TEMPO.CO, Jakarta - Celah peraturan pengadaan buku di sekolah membuat para penerbit saling bersaing mendekati pihak sekolah dan guru. Tujuannya agar sekolah-sekolah menggunakan buku dari penerbit tertentu. Mereka pun tak sungkan mengiming-imingi guru dengan berbagai macam hadiah, bahkan hingga jalan-jalan ke luar negeri.
"Dari informasi yang saya dapat, penerbit atau agen datang ke sekolah-sekolah mengiming-imingi sekolah dengan berbagai macam bentuk. Ada keuntungan 30-50 persen dari harga jual buku, hadiah macam-macam, jalan-jalan ke Bali, bahkan hingga luar negeri, seperti Thailand atau Singapura," kata Kepala Pusat Kurikulum dan Perbukuan (Puskurbuk) Depdiknas Ramon Mohandas pada Tempo, Senin, 22 Juli 2013, di ruang kerjanya, Gedung Puskurbuk, Jalan Gunung Sahari, Jakarta Pusat.
Praktek gratifikasi ini terjadi karena memang ada ruang yang memungkinkannya. Aturan soal penggunaan buku di sekolah diatur dalam Peraturan Mendiknas Nomor 2 Tahun 2008 tentang Buku. Di situ disebutkan buku pelajaran yang digunakan di sekolah harus melalui penilaian terlebih dahulu oleh Badan Standar Nasional Pendidikan (BSNP) dan/atau tim ahli yang dibentuk menteri.

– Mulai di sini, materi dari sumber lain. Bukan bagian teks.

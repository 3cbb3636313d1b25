//! # Category Normalization
//!
//! Categorical covariates arrive in whatever spelling the caller's data uses
//! ("F", "Female", "woman", `1`, `true`). A `LevelMap` maps each canonical level of a
//! variable to an ordered set of accepted aliases, and `normalize` rewrites a raw
//! vector into canonical names before anything else looks at it.
//!
//! Matching is case-insensitive and ignores surrounding whitespace for every
//! variable. Values that match no alias are passed through untouched so that the
//! category check can report them; missing values stay missing.

use ahash::AHashMap;
use serde::{Deserialize, Serialize};
use std::collections::BTreeMap;
use thiserror::Error;

use super::validate::{ValidationError, check_length};
use crate::types::{Covariate, Race, Sex};

/// Malformed level-map configuration.
#[derive(Debug, Error, PartialEq)]
pub enum LevelMapError {
    #[error(
        "The level map for '{variable}' must define exactly {expected} canonical levels, but {found} were given."
    )]
    WrongLevelCount {
        variable: &'static str,
        expected: usize,
        found: usize,
    },
    #[error(
        "The level map for '{variable}' must use the canonical names {expected:?}, but found {found:?}."
    )]
    WrongLevelNames {
        variable: &'static str,
        expected: Vec<String>,
        found: Vec<String>,
    },
    #[error("The level '{level}' of '{variable}' has no accepted aliases.")]
    EmptyAliasSet { variable: &'static str, level: String },
    #[error(
        "The alias '{alias}' of '{variable}' is claimed by both '{first}' and '{second}'."
    )]
    AmbiguousAlias {
        variable: &'static str,
        alias: String,
        first: String,
        second: String,
    },
}

/// A categorical variable with a fixed set of canonical levels.
pub trait CanonicalLevel: Sized + Copy {
    const COVARIATE: Covariate;

    /// Canonical level names, in the order they are reported to users.
    fn levels() -> &'static [&'static str];

    fn from_canonical(name: &str) -> Option<Self>;
}

impl CanonicalLevel for Sex {
    const COVARIATE: Covariate = Covariate::Sex;

    fn levels() -> &'static [&'static str] {
        &["female", "male"]
    }

    fn from_canonical(name: &str) -> Option<Self> {
        match name {
            "female" => Some(Sex::Female),
            "male" => Some(Sex::Male),
            _ => None,
        }
    }
}

impl CanonicalLevel for Race {
    const COVARIATE: Covariate = Covariate::Race;

    fn levels() -> &'static [&'static str] {
        &["black", "white"]
    }

    fn from_canonical(name: &str) -> Option<Self> {
        match name {
            "black" => Some(Race::Black),
            "white" => Some(Race::White),
            _ => None,
        }
    }
}

/// Canonical yes/no answer shared by the smoking, medication and diabetes variables.
#[derive(Debug, Clone, Copy, PartialEq, Eq)]
pub struct YesNo(pub bool);

impl YesNo {
    pub const LEVELS: [&'static str; 2] = ["no", "yes"];

    pub fn parse(name: &str) -> Option<Self> {
        match name {
            "no" => Some(YesNo(false)),
            "yes" => Some(YesNo(true)),
            _ => None,
        }
    }

    #[inline]
    pub fn indicator(self) -> f64 {
        if self.0 { 1.0 } else { 0.0 }
    }
}

/// Canonical level name to the aliases accepted for it.
#[derive(Debug, Clone, PartialEq, Serialize, Deserialize)]
#[serde(transparent)]
pub struct LevelMap {
    pub levels: BTreeMap<String, Vec<String>>,
}

impl LevelMap {
    pub fn new<I, S>(entries: I) -> Self
    where
        I: IntoIterator<Item = (S, Vec<S>)>,
        S: Into<String>,
    {
        let levels = entries
            .into_iter()
            .map(|(name, aliases)| (name.into(), aliases.into_iter().map(Into::into).collect()))
            .collect();
        Self { levels }
    }

    fn yes_no() -> Self {
        Self::new([
            ("no", vec!["no", "n", "false", "0"]),
            ("yes", vec!["yes", "y", "true", "1"]),
        ])
    }

    /// Checks the map against the canonical names of `variable` and builds the
    /// case-folded alias lookup used by `normalize`.
    pub fn compile(
        &self,
        variable: Covariate,
        expected: &[&str],
    ) -> Result<CompiledLevelMap, LevelMapError> {
        let name = variable.name();
        if check_length(name, self.levels.len(), expected.len()).is_err() {
            return Err(LevelMapError::WrongLevelCount {
                variable: name,
                expected: expected.len(),
                found: self.levels.len(),
            });
        }

        let mut wanted: Vec<String> = expected.iter().map(|s| s.to_string()).collect();
        wanted.sort_unstable();
        let found: Vec<String> = self.levels.keys().cloned().collect();
        if wanted != found {
            return Err(LevelMapError::WrongLevelNames {
                variable: name,
                expected: wanted,
                found,
            });
        }

        let mut lookup: AHashMap<String, String> = AHashMap::new();
        for (level, aliases) in &self.levels {
            if aliases.is_empty() {
                return Err(LevelMapError::EmptyAliasSet {
                    variable: name,
                    level: level.clone(),
                });
            }
            for alias in aliases {
                let key = fold(alias);
                if let Some(previous) = lookup.get(&key) {
                    if previous != level {
                        return Err(LevelMapError::AmbiguousAlias {
                            variable: name,
                            alias: alias.clone(),
                            first: previous.clone(),
                            second: level.clone(),
                        });
                    }
                    continue;
                }
                lookup.insert(key, level.clone());
            }
        }

        Ok(CompiledLevelMap {
            variable,
            allowed: expected.iter().map(|s| s.to_string()).collect(),
            lookup,
        })
    }
}

/// A validated level map ready to rewrite raw values.
#[derive(Debug, Clone)]
pub struct CompiledLevelMap {
    variable: Covariate,
    allowed: Vec<String>,
    lookup: AHashMap<String, String>,
}

impl CompiledLevelMap {
    pub fn variable(&self) -> Covariate {
        self.variable
    }

    pub fn allowed(&self) -> &[String] {
        &self.allowed
    }

    /// Rewrites matched values to their canonical name. Unmatched values are
    /// returned as given; missing values stay missing.
    pub fn normalize(&self, raw: &[Option<String>]) -> Vec<Option<String>> {
        raw.iter()
            .map(|value| {
                value.as_ref().map(|v| match self.lookup.get(&fold(v)) {
                    Some(canonical) => canonical.clone(),
                    None => v.clone(),
                })
            })
            .collect()
    }
}

fn fold(value: &str) -> String {
    value.trim().to_lowercase()
}

/// The full set of level maps for one call.
#[derive(Debug, Clone, PartialEq, Serialize, Deserialize)]
#[serde(default)]
pub struct LevelMaps {
    pub sex: LevelMap,
    pub race: LevelMap,
    pub smoke_current: LevelMap,
    pub bp_meds: LevelMap,
    pub statin_meds: LevelMap,
    pub diabetes: LevelMap,
}

impl Default for LevelMaps {
    fn default() -> Self {
        Self {
            sex: LevelMap::new([
                ("female", vec!["female", "f", "woman", "women"]),
                ("male", vec!["male", "m", "man", "men"]),
            ]),
            // Races other than black are scored with the white equations.
            race: LevelMap::new([
                ("black", vec!["black", "aa", "african american", "african-american"]),
                ("white", vec!["white", "caucasian", "other"]),
            ]),
            smoke_current: LevelMap::yes_no(),
            bp_meds: LevelMap::yes_no(),
            statin_meds: LevelMap::yes_no(),
            diabetes: LevelMap::yes_no(),
        }
    }
}

impl LevelMaps {
    pub fn for_covariate(&self, covariate: Covariate) -> Option<&LevelMap> {
        match covariate {
            Covariate::Sex => Some(&self.sex),
            Covariate::Race => Some(&self.race),
            Covariate::SmokeCurrent => Some(&self.smoke_current),
            Covariate::BpMeds => Some(&self.bp_meds),
            Covariate::StatinMeds => Some(&self.statin_meds),
            Covariate::Diabetes => Some(&self.diabetes),
            _ => None,
        }
    }

    /// Parses a TOML document with one table per categorical variable. Variables
    /// that are not mentioned keep their default map.
    pub fn from_toml_str(text: &str) -> Result<Self, toml::de::Error> {
        toml::from_str(text)
    }
}

/// Canonical names that `covariate` is normalized into.
pub fn canonical_levels(covariate: Covariate) -> &'static [&'static str] {
    match covariate {
        Covariate::Sex => Sex::levels(),
        Covariate::Race => Race::levels(),
        _ => &YesNo::LEVELS,
    }
}

/// Converts canonical names into typed levels. Must only be called on vectors that
/// passed the category check; any other value is reported as an invalid category.
pub fn into_typed<T, F>(
    variable: Covariate,
    canonical: &[Option<String>],
    parse: F,
) -> Result<Vec<Option<T>>, ValidationError>
where
    F: Fn(&str) -> Option<T>,
{
    canonical
        .iter()
        .map(|value| match value {
            None => Ok(None),
            Some(name) => parse(name).map(Some).ok_or_else(|| {
                ValidationError::InvalidCategory {
                    variable: variable.name(),
                    allowed: canonical_levels(variable)
                        .iter()
                        .map(|s| s.to_string())
                        .collect(),
                    offending: vec![name.clone()],
                }
            }),
        })
        .collect()
}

Namun, ada klausul di Pasal 5 ayat 2 yang menyebutkan dalam hal buku yang ingin diadakan sekolah belum dinilai BSNP, maka sekolah boleh menentukan buku sendiri. Ini terkait juga dengan kewenangan sekolah dalam kurikulum 2006 yang menyebutkan tugas guru di antaranya menyusun silabus. Karena guru diberi hak menyusun silabus, guru pun diberi kewenangan menentukan buku pelajaran apa yang ingin digunakan. "Ini yang bikin runyam. Karena penerbit langsung ke sekolah menawarkan buku ke pihak sekolah," kata Ramon.
Ramon menduga iming-iming pemberian hadiah inilah yang membuat sekolah tak lagi mengawasi konten buku, seperti dalam kasus buku terbitan CV Graphia Buana. Buku Bahasa Indonesia dengan penulis Ade Khusnul dan M. Nur Arifin memuat materi cabul yang tidak pantas dibaca siswa SD. "Saya duga, iming-iming hadiah itulah yang terjadi dalam kasus di Bogor," kata Ramon.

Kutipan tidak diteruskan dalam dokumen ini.